New cancer technology comes to Cape Cod Hospital
Cancer patients at Cape Cod Hospital now have access to radiation oncology technology that only two other healthcare systems in the country have - HyperArc delivery with the Edge Radiosurgery System.
The unit, made by Varian Medical Systems, is a state-of-the-art machine that has the latest software, different energies, high-definition collimators, PerfectPitch couch, optical surface monitoring and onboard imaging in the form of a CT scanner. These qualities make it extremely precise in delivering targeted radiation to the exact location it is needed without damaging normal tissue, explained Gabor Menyhart, chief physicist at Cape Cod Radiation Therapy.
The unit can be used on any kind of cancer or tumor, but it is specifically designed for precision in the brain.
“The stereotactic radiosurgery technique that we do on the brain is called HyperArc,” Menyhart said. “We’re the third healthcare system in the United States who’s doing it, so that’s very exciting.”
HyperArc high definition radiotherapy is designed to irradiate multiple lesions in the brain at the same time without repositioning the patient, which saves time and makes procedures less stressful for patients.
“Stereotactic treatment used to take 45 minutes,” Menyhart said. “This unit will get it done in 10 minutes.”

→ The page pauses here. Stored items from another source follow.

//! Error types for the protocol engine, Streamable HTTP transport and task store.
//!
//! `McpError`/`ErrorKind` (re-exported from [`turbomcp_protocol`]) remain the
//! single currency for anything that crosses the JSON-RPC wire. [`ServerError`]
//! covers failures that are local to connection/session lifecycle management
//! and never themselves get serialized - they are converted to `McpError`
//! before being sent to a peer.

use std::time::Duration;

pub use turbomcp_protocol::{ErrorKind, McpError, McpResult};

/// Result alias used throughout the engine, transport and task store.
pub type ServerResult<T> = Result<T, McpError>;

/// Errors raised by connection state, transport and timeout machinery.
///
/// These are distinct from [`McpError`] because they describe failures in
/// the engine's own bookkeeping (state machine violations, transport I/O)
/// rather than failures of a particular JSON-RPC request. A [`From<ServerError>
/// for McpError`] conversion is provided so any `ServerError` can still be
/// reported back to a peer as a normal JSON-RPC error response.
#[derive(Debug, thiserror::Error)]
pub enum ServerError {
    /// `connect()` was called on an engine that is already connected.
    #[error("engine is already connected")]
    AlreadyConnected,

    /// An operation that requires a connection was attempted before `connect()`.
    #[error("engine is not connected")]
    NotConnected,

    /// `set_request_handler`/`set_notification_handler` was called after `connect()`.
    #[error("handlers cannot be registered after connect()")]
    RegistrationAfterConnect,

    /// A server-originated request or notification requires a capability the
    /// peer did not advertise during initialization.
    #[error("capability not supported by peer: {0}")]
    CapabilityNotSupported(String),

    /// The transport failed to establish a connection.
    #[error("connection failed: {0}")]
    ConnectionFailed(String),

    /// An established connection was lost unexpectedly.
    #[error("connection lost: {0}")]
    ConnectionLost(String),

    /// Connecting to the peer did not complete within the allotted time.
    #[error("connection timed out")]
    ConnectionTimeout,

    /// The transport failed to send an outbound message.
    #[error("send failed: {0}")]
    SendFailed(String),

    /// The transport (or peer) closed the connection.
    #[error("connection closed")]
    ConnectionClosed,

    /// A request did not receive a response within its deadline.
    #[error("request timed out after {0:?}")]
    Timeout(Duration),

    /// A request was cancelled via `notifications/cancelled` or local shutdown.
    #[error("request cancelled")]
    Cancelled,

    /// A task-store operation failed (TTL expiry race, bad transition, etc).
    #[error("task error: {0}")]
    Task(String),

    /// Wraps a protocol-level error so it can flow through `ServerResult`.
    #[error(transparent)]
    Protocol(#[from] Box<McpError>),
}

impl ServerError {
    /// JSON-RPC error code this error should surface as, per the MCP error taxonomy.
    #[must_use]
    pub fn jsonrpc_code(&self) -> i32 {
        match self {
            Self::AlreadyConnected | Self::NotConnected | Self::RegistrationAfterConnect => {
                -32600
            }
            Self::CapabilityNotSupported(_) => -32006,
            Self::ConnectionFailed(_)
            | Self::ConnectionLost(_)
            | Self::ConnectionTimeout
            | Self::SendFailed(_)
            | Self::ConnectionClosed => -32000,
            Self::Timeout(_) => -32001,
            Self::Cancelled => -32002,
            Self::Task(_) => -32003,
            Self::Protocol(err) => err.jsonrpc_error_code(),
        }
    }
}

impl From<ServerError> for McpError {
    fn from(err: ServerError) -> Self {
        if let ServerError::Protocol(inner) = err {
            return *inner;
        }
        let code = err.jsonrpc_code();
        McpError::from_rpc_code(code, err.to_string())
    }
}

/// Extension methods on [`McpError`] for failure modes specific to this crate
/// that don't have a dedicated [`ErrorKind`] upstream.
pub trait ServerErrorExt {
    /// A failure in task/session lifecycle bookkeeping (e.g. a poisoned lock).
    fn lifecycle(message: impl Into<String>) -> McpError;
}

impl ServerErrorExt for McpError {
    fn lifecycle(message: impl Into<String>) -> McpError {
        McpError::internal(message)
    }
}

#[cfg(test)]
mod tests {
    use super::*;

    #[test]
    fn jsonrpc_codes_match_taxonomy() {
        assert_eq!(ServerError::AlreadyConnected.jsonrpc_code(), -32600);
        assert_eq!(ServerError::ConnectionClosed.jsonrpc_code(), -32000);
        assert_eq!(ServerError::Cancelled.jsonrpc_code(), -32002);
    }

    #[test]
    fn converts_into_mcp_error() {
        let err: McpError = ServerError::NotConnected.into();
        assert_eq!(err.jsonrpc_error_code(), -32600);
    }

    #[test]
    fn lifecycle_extension_is_internal() {
        let err = McpError::lifecycle("lock poisoned");
        assert_eq!(err.kind, ErrorKind::Internal);
    }
}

One of the important aspects of radiation is that you want to block the normal tissue and only treat the actual tumor or lesion. The Edge has what are called “high-definition multi-leaf collimators” that are only 2.5 millimeters thick at the center. The machine it replaced had “leaves” that were 5 millimeters. The smaller size makes it much more precise and capable of treating smaller lesions in the brain, which is critical in cranial radiosurgery, Menyhart said.
Lung Cancer Treatment
The Edge is also useful for treating lung cancer because it has a “gating” system. Gating means the door for the radiation beam open and closed automatically if the machine senses any movement on the part of the patient. When treating tumors in the lung, the breathing of the patient means that the tumor moves, so patients used to have to hold their breath for 30 seconds at a time. With other cancers, such as liver or prostate, the patient’s bladder can fill or they may have gas in their stomach that creates movement. Or a patient could sneeze or involuntarily move.

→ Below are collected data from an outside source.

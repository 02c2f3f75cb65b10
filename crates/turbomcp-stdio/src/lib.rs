//! # TurboMCP STDIO Transport
//!
//! Standard I/O transport implementation for the TurboMCP Model Context Protocol SDK.
//! This transport uses stdin/stdout for communication, which is the standard way
//! MCP servers communicate with clients.
//!
//! ## MCP Specification Compliance (2025-06-18)
//!
//! This implementation is **fully compliant** with the MCP stdio transport specification:
//!
//! - **Newline-delimited JSON**: Uses `LinesCodec` for proper message framing
//! - **No embedded newlines**: Validates messages don't contain `\n` or `\r` characters
//! - **UTF-8 encoding**: All messages are UTF-8 encoded (enforced by `std::str::from_utf8`)
//! - **stderr for logging**: Uses `tracing` crate which outputs to stderr by default
//! - **Bidirectional communication**: Supports both client→server and server→client messages
//! - **Valid JSON only**: Validates all messages are well-formed JSON before sending
//!
//! Per MCP spec: "Messages are delimited by newlines, and **MUST NOT** contain embedded newlines."
//!
//! `StdioTransport::with_host_watchdog` optionally polls a parent process id and
//! closes the transport once that process disappears, for servers spawned as a
//! local child that want to exit when their host does.
//!
//! ## Usage
//!
//! ```rust,ignore
//! use turbomcp_stdio::StdioTransport;
//! use turbomcp_transport_traits::Transport;
//!
//! #[tokio::main]
//! async fn main() {
//!     let transport = StdioTransport::new();
//!     transport.connect().await.unwrap();
//!
//!     // Send and receive messages...
//! }
//! ```

#![warn(
    missing_docs,
    missing_debug_implementations,
    rust_2018_idioms,
    unreachable_pub,
    clippy::all
)]
#![deny(unsafe_code)]
#![cfg_attr(docsrs, feature(doc_cfg))]
#![allow(
    clippy::module_name_repetitions,
    clippy::missing_errors_doc,
    clippy::must_use_candidate
)]

mod transport;

pub use transport::{StdioTransport, StdioTransportFactory};

// Re-export common types for convenience
pub use turbomcp_transport_traits::{
    Transport, TransportCapabilities, TransportConfig, TransportError, TransportFactory,
    TransportMessage, TransportMetrics, TransportResult, TransportState, TransportType,
};
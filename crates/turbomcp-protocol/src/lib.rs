//! # TurboMCP Protocol
//!
//! The wire layer of the Model Context Protocol: JSON-RPC 2.0 message types
//! and the MCP domain types (initialize, tools, resources, prompts, sampling,
//! tasks) carried inside them.
//!
//! | Specification | Status |
//! |---------------|--------|
//! | **MCP 2025-11-25** | negotiated at runtime via `protocolVersion` |
//! | **MCP 2025-06-18** | compatible, same type definitions |
//!
//! ## What's inside
//!
//! - [`jsonrpc`] - `JsonRpcRequest`/`JsonRpcResponse`/`JsonRpcNotification`,
//!   batching, reserved error codes, and [`jsonrpc::utils`] for parsing and
//!   serializing a message off the wire.
//! - [`message`] - [`MessageId`] and the lightweight [`Message`] envelope
//!   transports hand to the engine.
//! - [`types`] - every MCP request/response/notification payload, including
//!   the Tasks API (SEP-1686, behind the `mcp-tasks` feature).
//! - [`error`] - [`McpError`]/[`ErrorKind`], re-exported from `turbomcp-core`
//!   at the crate root since it is the error currency every layer converts
//!   into and out of.
//!
//! ## Example
//!
//! ```rust,no_run
//! use turbomcp_protocol::{InitializeRequest, InitializeResult, ClientCapabilities};
//! use turbomcp_protocol::types::{Implementation, ServerCapabilities};
//!
//! let request = InitializeRequest {
//!     protocol_version: "2025-11-25".into(),
//!     capabilities: ClientCapabilities::default(),
//!     client_info: Implementation {
//!         name: "my-client".to_string(),
//!         title: None,
//!         version: "1.0.0".to_string(),
//!         ..Default::default()
//!     },
//!     _meta: None,
//! };
//!
//! // The server may downgrade to 2025-06-18 if draft features are unavailable.
//! let response = InitializeResult {
//!     protocol_version: "2025-11-25".into(),
//!     capabilities: ServerCapabilities::default(),
//!     server_info: Implementation {
//!         name: "my-server".to_string(),
//!         title: None,
//!         version: "1.0.0".to_string(),
//!         ..Default::default()
//!     },
//!     instructions: None,
//!     _meta: None,
//! };
//! ```
//!
//! **Key principle:** clients request, servers decide. The negotiated version
//! is whatever the server's `InitializeResult` reports, not the client's ask.

#![warn(
    missing_docs,
    missing_debug_implementations,
    rust_2018_idioms,
    unreachable_pub,
    clippy::all
)]
#![deny(unsafe_code)]
#![cfg_attr(docsrs, feature(doc_cfg))]
#![allow(
    clippy::module_name_repetitions,
    clippy::cast_possible_truncation,  // Intentional in metrics/performance code
    clippy::cast_possible_wrap,  // Intentional in metrics/performance code
    clippy::cast_precision_loss,  // Intentional for f64 metrics
    clippy::cast_sign_loss,  // Intentional for metrics
    clippy::must_use_candidate,  // Too pedantic for library APIs
    clippy::return_self_not_must_use,  // Constructor methods don't need must_use
    clippy::struct_excessive_bools,  // Sometimes bools are the right design
    clippy::missing_panics_doc,  // Panic docs added where genuinely needed
    clippy::default_trait_access,  // Default::default() is sometimes clearer
    clippy::significant_drop_tightening,  // Overly pedantic about drop timing
    clippy::used_underscore_binding,  // Sometimes underscore bindings are needed
    clippy::wildcard_imports  // Used in test modules
)]

// McpError is THE error type - re-export at crate root
pub use turbomcp_core::error::{ErrorContext as McpErrorContext, ErrorKind, McpError, McpResult};
/// Result alias using McpError
pub type Result<T> = McpResult<T>;
/// Error alias for McpError (prefer `McpError` directly in new code)
pub type Error = McpError;

/// Error types and handling for the protocol.
pub mod error;
/// Core message identity and envelope types.
pub mod message;

/// JSON-RPC 2.0 protocol implementation.
pub mod jsonrpc;
/// All MCP protocol types (requests, responses, and data structures).
pub mod types;

// Re-export core types
// McpError is re-exported from turbomcp_core at crate root
pub use error::RetryInfo;
pub use message::{Message, MessageId, MessageMetadata};

// Re-export ONLY essential types at root (v2.0 - improved ergonomics)
// Everything else requires module qualification: turbomcp_protocol::types::*
pub use types::{
    // Most common tool operations
    CallToolRequest,
    CallToolResult,

    ClientCapabilities,
    // Macro API types (used by generated code - not typically imported by users)
    GetPromptRequest,
    GetPromptResult,
    // Most common request/response pairs (initialization flow)
    InitializeRequest,
    InitializeResult,

    ReadResourceRequest,
    ReadResourceResult,

    // Capability negotiation (used in every initialize)
    ServerCapabilities,
};

// Note: types module is already declared as `pub mod types;` above
// Users access other types via turbomcp_protocol::types::Tool, etc.

pub use jsonrpc::{
    JsonRpcError, JsonRpcErrorCode, JsonRpcNotification, JsonRpcRequest, JsonRpcResponse,
    JsonRpcVersion,
};

// Re-export constants from core (single source of truth - DRY)
pub use turbomcp_core::{
    DEFAULT_TIMEOUT_MS, MAX_MESSAGE_SIZE, PROTOCOL_VERSION, SDK_NAME, SDK_VERSION,
    SUPPORTED_VERSIONS, error_codes, features, methods,
};

#[cfg(test)]
mod tests {
    use super::*;

    #[test]
    fn test_version_constants() {
        assert_eq!(PROTOCOL_VERSION, "2025-11-25");
        assert!(SUPPORTED_VERSIONS.contains(&PROTOCOL_VERSION));
        // Latest should be first in supported versions
        assert_eq!(SUPPORTED_VERSIONS[0], PROTOCOL_VERSION);
    }

    #[test]
    fn test_size_constants() {
        // Constants are statically verified at compile-time
        const _: () = assert!(
            MAX_MESSAGE_SIZE > 1024,
            "MAX_MESSAGE_SIZE must be larger than 1KB"
        );
        const _: () = assert!(
            MAX_MESSAGE_SIZE == 1024 * 1024,
            "MAX_MESSAGE_SIZE must be 1MB for security"
        );

        const _: () = assert!(
            DEFAULT_TIMEOUT_MS > 1000,
            "DEFAULT_TIMEOUT_MS must be larger than 1 second"
        );
        const _: () = assert!(
            DEFAULT_TIMEOUT_MS == 30_000,
            "DEFAULT_TIMEOUT_MS must be 30 seconds"
        );
    }

    #[test]
    fn test_method_names() {
        assert_eq!(methods::INITIALIZE, "initialize");
        assert_eq!(methods::LIST_TOOLS, "tools/list");
        assert_eq!(methods::CALL_TOOL, "tools/call");
    }

    #[test]
    fn test_error_codes() {
        assert_eq!(error_codes::PARSE_ERROR, -32700);
        assert_eq!(error_codes::TOOL_NOT_FOUND, -32001);
    }
}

In addition to the gating system, the unit also has multiple cameras that is an optical surface monitoring system. It senses any movement of the skin surface.
“With this machine, you can actually track the lesion and have the radiation beam on only when it is in a certain position, and otherwise it will shut off,” Menyhart said. “And it’s all automated; it’s not a manual intervention.”
The high and low energy capabilities are important because it allows for treatment tailored to individual patients. For example, a heavier set person would need higher energies that a smaller person.
The couch that a patient lies on in the machine also has special properties. The couch on older treatment units could only move up and down, in and out and left to right and rotate. The couch on the Edge can pitch up and down and roll side to side.
When patients lay down on the couch of the machine, it does a CT scan to locate the tumor or lesions. Afterwards the computer system performs an auto-match that is evaluated by the radiation oncologist outside the room and it will tell them how much the couch has to move in any direction to make the position absolutely perfect. The couch then does that automatically.
“When we calculate these radiation treatments, we get a CT scan initially and then the physician draws the tumor volume and all the surrounding normal tissue on the CT image,” Menyhart said. “The physician then writes a prescription for the energy we are going to use and how many times we are going to treat the patient, and then the dosimetrists will calculate treatment on a planning computer.”
The machine was painstakingly calibrated and beam data was collected to give the planning computer sufficient information to perform calculations, and to determine how much radiation to use for a treatment. It is incredibly precise. It also has several safety mechanisms in place. For example, since both the imaging arms and the couch move, it has a collision detection system and a patient detection system so that the machine never bumps into itself or the patient.
Most of the radiation oncology staff, like Menyhart, were already familiar with the work path of the machine because they have been working with a slightly less sophisticated version of it for seven years. But because of the differences in the couch and the software, they underwent intensive training provided by the manufacturer.
Breast Cancer Treatment
The older machine is still very much cutting-edge, with an imaging system and high energy capabilities. It will be used for certain cancers, such as breast cancer, especially if the lymph nodes are involved. Breast cancer requires a large field of radiation and because the Edge has a limited field size, the patient would have to be moved several times during treatment, which is not ideal.
Five years ago, the hospital would not have been able to put a unit like the Edge in the existing room because of size limitations, Menyhart said. But just like computers and other electronic devices, radiation machines are getting smaller and more compact.
“Within the last 15 years everything just became so much better and so much more accurate,” he said. “The same with the machines. It’s extreme how many changes have occurred.”